Exercise instructions: Your answer should restate each line of the data below word for word.
Start of Stored data
impl AnalysisReport {
    /// Creates an empty report for `url` observed at `timestamp`.
    pub fn new(url: impl Into<String>, timestamp: DateTime<Utc>) -> Self {
        Self {
            url: url.into(),
            timestamp,
            third_party_domains: Vec::new(),
            inline_eval_patterns: Vec::new(),
            fingerprinting_apis: Vec::new(),
            canvas_detections: Vec::new(),
            summary: Summary::default(),
        }
    }

    pub fn with_third_party_domains(mut self, domains: Vec<String>) -> Self {
        self.third_party_domains = domains;
        self.refresh_summary()
    }

    pub fn with_inline_eval_patterns(mut self, findings: Vec<InlineScriptFinding>) -> Self {
        self.inline_eval_patterns = findings;
        self.refresh_summary()
    }

    pub fn with_fingerprinting_apis(mut self, signals: Vec<FingerprintSignal>) -> Self {
        self.fingerprinting_apis = signals;
        self.refresh_summary()
    }

    pub fn with_canvas_detections(mut self, detections: Vec<CanvasInterceptionEvent>) -> Self {
        self.canvas_detections = detections;
        self.refresh_summary()
    }

    fn refresh_summary(mut self) -> Self {
        self.summary = Summary {
            total_third_party_domains: self.third_party_domains.len(),
            total_eval_patterns: self.inline_eval_patterns.len(),
            total_fingerprinting_apis: self.fingerprinting_apis.len(),
            total_canvas_detections: self.canvas_detections.len(),
        };
        self
    }

    pub fn url(&self) -> &str {
        &self.url
    }

    pub fn timestamp(&self) -> DateTime<Utc> {
        self.timestamp
    }

    pub fn third_party_domains(&self) -> &[String] {
        &self.third_party_domains
    }

    pub fn inline_eval_patterns(&self) -> &[InlineScriptFinding] {
        &self.inline_eval_patterns
    }

    pub fn fingerprinting_apis(&self) -> &[FingerprintSignal] {
        &self.fingerprinting_apis
    }

    pub fn canvas_detections(&self) -> &[CanvasInterceptionEvent] {
        &self.canvas_detections
    }

    pub fn summary(&self) -> &Summary {
        &self.summary
    }

    /// Total number of individual pattern matches across all inline scripts.
    pub fn total_pattern_matches(&self) -> usize {
        self.inline_eval_patterns.iter().map(|f| f.patterns.len()).sum()
    }

    /// Returns true if the report carries no findings of any kind.
    pub fn is_clean(&self) -> bool {
        self.third_party_domains.is_empty()
            && self.inline_eval_patterns.is_empty()
            && self.fingerprinting_apis.is_empty()
            && self.canvas_detections.is_empty()
    }
}

/// Browser identification included in exports.
#[derive(Debug, Clone, PartialEq, Eq, Serialize, Deserialize)]
pub struct BrowserInfo {
    pub name: String,
    pub version: String,
}

impl BrowserInfo {
    pub fn new(name: impl Into<String>, version: impl Into<String>) -> Self {
        Self {
            name: name.into(),
            version: version.into(),
        }
    }
}

impl Default for BrowserInfo {
    fn default() -> Self {
        Self::new(UNKNOWN, UNKNOWN)
    }
}

/// An exported report: the latest analysis plus environment metadata.
#[derive(Debug, Clone, PartialEq, Serialize, Deserialize)]
#[serde(rename_all = "camelCase")]
pub struct ExportReport {
    #[serde(flatten)]
    pub report: AnalysisReport,
    pub browser: BrowserInfo,
    pub extension_version: String,
}

/// Builds an [`ExportReport`] from the most recent tab report.
///
/// # Example
///
/// ```rust
/// use privacy_analyzer::extension::TabReportStore;
/// use privacy_analyzer::report::ReportBuilder;
///
/// let store = TabReportStore::new();
/// let export = ReportBuilder::new()
///     .latest(store.get(7).last().cloned())
///     .fallback_url("https://example.com/")
///     .extension_version("1.2.0")
///     .build();
/// assert_eq!(export.report.url(), "https://example.com/");
/// ```
pub struct ReportBuilder {
    latest: Option<AnalysisReport>,
    fallback_url: Option<String>,
    browser: Option<BrowserInfo>,
    extension_version: Option<String>,
    clock: Arc<dyn Clock>,
}

impl Default for ReportBuilder {
    fn default() -> Self {
        Self::new()
    }
}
End of Stored data
Result below:
impl AnalysisReport {
    /// Creates an empty report for `url` observed at `timestamp`.
    pub fn new(url: impl Into<String>, timestamp: DateTime<Utc>) -> Self {
        Self {
            url: url.into(),
            timestamp,
            third_party_domains: Vec::new(),
            inline_eval_patterns: Vec::new(),
            fingerprinting_apis: Vec::new(),
            canvas_detections: Vec::new(),
            summary: Summary::default(),
        }
    }

    pub fn with_third_party_domains(mut self, domains: Vec<String>) -> Self {
        self.third_party_domains = domains;
        self.refresh_summary()
    }

    pub fn with_inline_eval_patterns(mut self, findings: Vec<InlineScriptFinding>) -> Self {
        self.inline_eval_patterns = findings;
        self.refresh_summary()
    }

    pub fn with_fingerprinting_apis(mut self, signals: Vec<FingerprintSignal>) -> Self {
        self.fingerprinting_apis = signals;
        self.refresh_summary()
    }

    pub fn with_canvas_detections(mut self, detections: Vec<CanvasInterceptionEvent>) -> Self {
        self.canvas_detections = detections;
        self.refresh_summary()
    }

    fn refresh_summary(mut self) -> Self {
        self.summary = Summary {
            total_third_party_domains: self.third_party_domains.len(),
            total_eval_patterns: self.inline_eval_patterns.len(),
            total_fingerprinting_apis: self.fingerprinting_apis.len(),
            total_canvas_detections: self.canvas_detections.len(),
        };
        self
    }

    pub fn url(&self) -> &str {
        &self.url
    }

    pub fn timestamp(&self) -> DateTime<Utc> {
        self.timestamp
    }

    pub fn third_party_domains(&self) -> &[String] {
        &self.third_party_domains
    }

    pub fn inline_eval_patterns(&self) -> &[InlineScriptFinding] {
        &self.inline_eval_patterns
    }

    pub fn fingerprinting_apis(&self) -> &[FingerprintSignal] {
        &self.fingerprinting_apis
    }

    pub fn canvas_detections(&self) -> &[CanvasInterceptionEvent] {
        &self.canvas_detections
    }

    pub fn summary(&self) -> &Summary {
        &self.summary
    }

    /// Total number of individual pattern matches across all inline scripts.
    pub fn total_pattern_matches(&self) -> usize {
        self.inline_eval_patterns.iter().map(|f| f.patterns.len()).sum()
    }

    /// Returns true if the report carries no findings of any kind.
    pub fn is_clean(&self) -> bool {
        self.third_party_domains.is_empty()
            && self.inline_eval_patterns.is_empty()
            && self.fingerprinting_apis.is_empty()
            && self.canvas_detections.is_empty()
    }
}

/// Browser identification included in exports.
#[derive(Debug, Clone, PartialEq, Eq, Serialize, Deserialize)]
pub struct BrowserInfo {
    pub name: String,
    pub version: String,
}

impl BrowserInfo {
    pub fn new(name: impl Into<String>, version: impl Into<String>) -> Self {
        Self {
            name: name.into(),
            version: version.into(),
        }
    }
}

impl Default for BrowserInfo {
    fn default() -> Self {
        Self::new(UNKNOWN, UNKNOWN)
    }
}

/// An exported report: the latest analysis plus environment metadata.
#[derive(Debug, Clone, PartialEq, Serialize, Deserialize)]
#[serde(rename_all = "camelCase")]
pub struct ExportReport {
    #[serde(flatten)]
    pub report: AnalysisReport,
    pub browser: BrowserInfo,
    pub extension_version: String,
}

/// Builds an [`ExportReport`] from the most recent tab report.
///
/// # Example
///
/// ```rust
/// use privacy_analyzer::extension::TabReportStore;
/// use privacy_analyzer::report::ReportBuilder;
///
/// let store = TabReportStore::new();
/// let export = ReportBuilder::new()
///     .latest(store.get(7).last().cloned())
///     .fallback_url("https://example.com/")
///     .extension_version("1.2.0")
///     .build();
/// assert_eq!(export.report.url(), "https://example.com/");
/// ```
pub struct ReportBuilder {
    latest: Option<AnalysisReport>,
    fallback_url: Option<String>,
    browser: Option<BrowserInfo>,
    extension_version: Option<String>,
    clock: Arc<dyn Clock>,
}

impl Default for ReportBuilder {
    fn default() -> Self {
        Self::new()
    }
}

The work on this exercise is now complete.